Stored items
//! Process configuration from environment variables.

use std::time::Duration;

use flowbridge_core::Network;
use tracing::warn;

/// Everything the binary needs to wire the process.
#[derive(Debug, Clone)]
pub struct Settings {
    /// Postgres URL; absent means in-memory stores (dev mode).
    pub database_url: Option<String>,

    pub upstream_base_url: String,
    pub upstream_username: Option<String>,
    pub upstream_password: Option<String>,
    pub upstream_api_key: Option<String>,

    pub payment_base_url: String,
    pub payment_api_key: String,
    pub payment_agent_identifier: String,
    pub payment_amount: u64,
    pub payment_unit: String,
    /// Simulate payments instead of talking to the gateway.
    pub payment_test_mode: bool,

    pub network: Network,

    pub poll_interval: Duration,
    pub max_concurrent_status_checks: usize,
    pub batch_delay: Duration,

    pub host: String,
    pub port: u16,
}

impl Settings {
    pub fn from_env() -> Self {
        Self {
            database_url: var("DATABASE_URL"),
            upstream_base_url: var("UPSTREAM_BASE_URL")
                .unwrap_or_else(|| "http://localhost:3370".to_string()),
            upstream_username: var("UPSTREAM_USERNAME"),
            upstream_password: var("UPSTREAM_PASSWORD"),
            upstream_api_key: var("UPSTREAM_API_KEY"),
            payment_base_url: var("PAYMENT_BASE_URL")
                .unwrap_or_else(|| "http://localhost:3001".to_string()),
            payment_api_key: var("PAYMENT_API_KEY").unwrap_or_default(),
            payment_agent_identifier: var("PAYMENT_AGENT_IDENTIFIER").unwrap_or_default(),
            payment_amount: parse_var("PAYMENT_AMOUNT", 3_000_000),
            payment_unit: var("PAYMENT_UNIT").unwrap_or_else(|| "lovelace".to_string()),
            payment_test_mode: parse_var("PAYMENT_TEST_MODE", false),
            network: Network::parse(&var("NETWORK").unwrap_or_else(|| "preprod".to_string())),
            poll_interval: Duration::from_secs(parse_var("POLL_INTERVAL_SECONDS", 30)),
            max_concurrent_status_checks: parse_var("MAX_CONCURRENT_STATUS_CHECKS", 5),
            batch_delay: Duration::from_secs(parse_var("BATCH_DELAY_SECONDS", 2)),
            host: var("HOST").unwrap_or_else(|| "0.0.0.0".to_string()),
            port: parse_var("PORT", 8000),
        }
    }
}

fn var(key: &str) -> Option<String> {
    std::env::var(key).ok().filter(|v| !v.is_empty())
}

fn parse_var<T: std::str::FromStr + Copy>(key: &str, default: T) -> T {
    match var(key) {
        Some(raw) => raw.parse().unwrap_or_else(|_| {
            warn!(key, raw = %raw, "unparseable value, using default");
            default
        }),
        None => default,
    }
}
//! Typed operations against the flow-execution platform.

use std::sync::Arc;

use reqwest::Method;
use serde_json::Value;
use tracing::{debug, warn};

use flowbridge_core::FlowDescriptor;

use crate::error::UpstreamError;
use crate::session::SessionManager;
use crate::status::StatusDocument;

/// Safety cap on paginated flow listing; bounds pathological pagination.
const FLOW_PAGE_CAP: usize = 1000;

/// Result of launching a flow.
#[derive(Debug, Clone, PartialEq, Eq)]
pub struct LaunchOutcome {
    /// The run id the platform assigned.
    pub run_id: String,
}

/// Client for the upstream platform's flow API, built on the session manager.
#[derive(Clone)]
pub struct UpstreamClient {
    session: Arc<SessionManager>,
}

impl UpstreamClient {
    pub fn new(session: Arc<SessionManager>) -> Self {
        Self { session }
    }

    pub fn session(&self) -> &Arc<SessionManager> {
        &self.session
    }

    /// List every available flow, following pagination while the platform
    /// returns an offset and full pages, up to the safety cap.
    pub async fn list_flows(&self) -> Result<Vec<FlowDescriptor>, UpstreamError> {
        let mut flows = Vec::new();
        let mut offset: Option<String> = None;

        loop {
            let path = match &offset {
                Some(o) => format!("/flow?offset={}", o),
                None => "/flow".to_string(),
            };
            let body = self.session.request(Method::GET, &path, None).await?;

            let items = body
                .get("items")
                .and_then(Value::as_array)
                .cloned()
                .unwrap_or_default();
            let page_len = items.len();

            for item in &items {
                if let Some(flow) = parse_flow(item) {
                    flows.push(flow);
                }
            }

            if flows.len() >= FLOW_PAGE_CAP {
                warn!(count = flows.len(), "flow listing hit the safety cap");
                flows.truncate(FLOW_PAGE_CAP);
                break;
            }

            offset = body
                .get("offset")
                .and_then(Value::as_str)
                .map(str::to_string);
            if offset.is_none() || page_len == 0 {
                break;
            }
        }

        debug!(count = flows.len(), "listed upstream flows");
        Ok(flows)
    }

    /// Fetch the input-schema document a flow publishes.
    pub async fn flow_schema(&self, flow_path: &str) -> Result<Value, UpstreamError> {
        self.session.request(Method::GET, flow_path, None).await
    }

    /// Launch a run of the flow at `flow_path` with the given inputs.
    ///
    /// Success returns the platform's run id; a response carrying `errors`
    /// and no run id is an upstream validation failure.
    pub async fn launch_flow(
        &self,
        flow_path: &str,
        inputs: &Value,
    ) -> Result<LaunchOutcome, UpstreamError> {
        let body = self
            .session
            .request(Method::POST, flow_path, Some(inputs))
            .await?;

        if let Some(run_id) = body.get("result").and_then(Value::as_str) {
            return Ok(LaunchOutcome {
                run_id: run_id.to_string(),
            });
        }

        if let Some(errors) = body.get("errors") {
            return Err(UpstreamError::LaunchRejected(errors.to_string()));
        }

        Err(UpstreamError::UnexpectedResponse(format!(
            "launch returned neither a run id nor errors: {}",
            body
        )))
    }

    /// Fetch the status document of a run: the outputs endpoint first, and
    /// the legacy per-flow query as a fallback when it is not there.
    pub async fn run_status(
        &self,
        flow_path: &str,
        run_id: &str,
    ) -> Result<StatusDocument, UpstreamError> {
        let preferred = format!("/outputs/status/{}", run_id);
        match self.session.request(Method::GET, &preferred, None).await {
            Ok(body) => Ok(StatusDocument::parse(&body)),
            Err(UpstreamError::Status { status: 404, .. }) => {
                debug!(run_id, "outputs endpoint missing, using legacy status query");
                let legacy = format!("{}?run_id={}", flow_path, run_id);
                let body = self.session.request(Method::GET, &legacy, None).await?;
                Ok(StatusDocument::parse(&body))
            }
            Err(e) => Err(e),
        }
    }

    /// Fetch the full event log of a run via the legacy endpoint.
    pub async fn run_events(
        &self,
        flow_path: &str,
        run_id: &str,
    ) -> Result<StatusDocument, UpstreamError> {
        let legacy = format!("{}?run_id={}", flow_path, run_id);
        let body = self.session.request(Method::GET, &legacy, None).await?;
        Ok(StatusDocument::parse(&body))
    }
}

fn parse_flow(item: &Value) -> Option<FlowDescriptor> {
    let path = item.get("url").and_then(Value::as_str)?;
    if path.is_empty() {
        return None;
    }
    Some(FlowDescriptor {
        path: path.to_string(),
        name: item
            .get("summary")
            .and_then(Value::as_str)
            .unwrap_or(path)
            .to_string(),
        description: item
            .get("description")
            .and_then(Value::as_str)
            .unwrap_or_default()
            .to_string(),
        version: item
            .get("version")
            .and_then(Value::as_str)
            .unwrap_or_default()
            .to_string(),
        author: item
            .get("author")
            .and_then(Value::as_str)
            .unwrap_or_default()
            .to_string(),
        tags: item
            .get("tags")
            .and_then(Value::as_array)
            .map(|tags| {
                tags.iter()
                    .filter_map(Value::as_str)
                    .map(str::to_string)
                    .collect()
            })
            .unwrap_or_default(),
    })
}

#[cfg(test)]
mod tests {
    use super::*;
    use serde_json::json;

    #[test]
    fn flow_items_without_a_url_are_skipped() {
        assert!(parse_flow(&json!({ "summary": "nameless" })).is_none());
        assert!(parse_flow(&json!({ "url": "" })).is_none());

        let flow = parse_flow(&json!({
            "url": "/team/demo",
            "summary": "Demo",
            "tags": ["a", "b"]
        }))
        .unwrap();
        assert_eq!(flow.path, "/team/demo");
        assert_eq!(flow.name, "Demo");
        assert_eq!(flow.tags, vec!["a", "b"]);
        assert_eq!(flow.key(), "team_demo");
    }
}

• **WHAT TO DO**: Determine how many lines in the records include the word "impl", and reply with that number alone.

• **RESULT FOR THIS EXERCISE**: 2